● **The data**
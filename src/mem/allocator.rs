use crate::mem::block::{block_of, footer_of, unpack, Block, Side};
use crate::mem::descriptor::{BlockDescriptor, DescriptorArena, Prev};
use crate::mem::free_list::{bucket_index, SegregatedFreeList};
use crate::types::{
    BlockInfo, HeapPtr, HeapStats, InvariantViolation, OutOfBounds, OutOfMemory, ALIGNMENT,
    HEADER_WIDTH, MIN_BLOCK_SIZE, NUM_BUCKETS, PAGE_SIZE_BYTES,
};
use crate::utils::math::{div_ceil, round_up};
use crate::utils::mem_context::SegmentProvider;
use std::fmt::{Debug, Formatter};

/// Segregated explicit free list allocator over a page-granular heap segment.
///
/// Blocks carry boundary tags in the heap itself, while free-list links live in an out-of-band
/// descriptor arena. Freed blocks are immediately coalesced with their free physical neighbors,
/// so the heap never holds two adjacent free blocks.
pub struct Allocator<S: SegmentProvider> {
    segment: S,
    base: HeapPtr,
    end: HeapPtr,
    free_list: SegregatedFreeList,
    descriptors: DescriptorArena,
    allocated_size: u64,
    free_size: u64,
}
use rand::rngs::ThreadRng;
use rand::Rng;

/// Allocation size skewed towards small requests, with an occasional multi-page one
pub fn random_request_size(rng: &mut ThreadRng) -> usize {
    match rng.gen_range(0..100u32) {
        0..=69 => rng.gen_range(0..128usize),
        70..=94 => rng.gen_range(128..4096usize),
        95..=98 => rng.gen_range(4096..40_000usize),
        _ => rng.gen_range(40_000..200_000usize),
    }
}

/// Deterministic filler, so each allocation can be told apart from its neighbors
pub fn pattern(seed: u64, len: usize) -> Vec<u8> {
    (0..len)
        .map(|i| (seed.wrapping_mul(31).wrapping_add(i as u64 * 7) % 251) as u8)
        .collect()
}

● **Aim of the exercise**
Every line of the listing above is to be repeated exactly as written.

● **Your response**
filename src/mem/allocator.rs
use crate::mem::block::{block_of, footer_of, unpack, Block, Side};
use crate::mem::descriptor::{BlockDescriptor, DescriptorArena, Prev};
use crate::mem::free_list::{bucket_index, SegregatedFreeList};
use crate::types::{
    BlockInfo, HeapPtr, HeapStats, InvariantViolation, OutOfBounds, OutOfMemory, ALIGNMENT,
    HEADER_WIDTH, MIN_BLOCK_SIZE, NUM_BUCKETS, PAGE_SIZE_BYTES,
};
use crate::utils::math::{div_ceil, round_up};
use crate::utils::mem_context::SegmentProvider;
use std::fmt::{Debug, Formatter};

/// Segregated explicit free list allocator over a page-granular heap segment.
///
/// Blocks carry boundary tags in the heap itself, while free-list links live in an out-of-band
/// descriptor arena. Freed blocks are immediately coalesced with their free physical neighbors,
/// so the heap never holds two adjacent free blocks.
pub struct Allocator<S: SegmentProvider> {
    segment: S,
    base: HeapPtr,
    end: HeapPtr,
    free_list: SegregatedFreeList,
    descriptors: DescriptorArena,
    allocated_size: u64,
    free_size: u64,
}
use rand::rngs::ThreadRng;
use rand::Rng;

/// Allocation size skewed towards small requests, with an occasional multi-page one
pub fn random_request_size(rng: &mut ThreadRng) -> usize {
    match rng.gen_range(0..100u32) {
        0..=69 => rng.gen_range(0..128usize),
        70..=94 => rng.gen_range(128..4096usize),
        95..=98 => rng.gen_range(4096..40_000usize),
        _ => rng.gen_range(40_000..200_000usize),
    }
}

/// Deterministic filler, so each allocation can be told apart from its neighbors
pub fn pattern(seed: u64, len: usize) -> Vec<u8> {
    (0..len)
        .map(|i| (seed.wrapping_mul(31).wrapping_add(i as u64 * 7) % 251) as u8)
        .collect()
}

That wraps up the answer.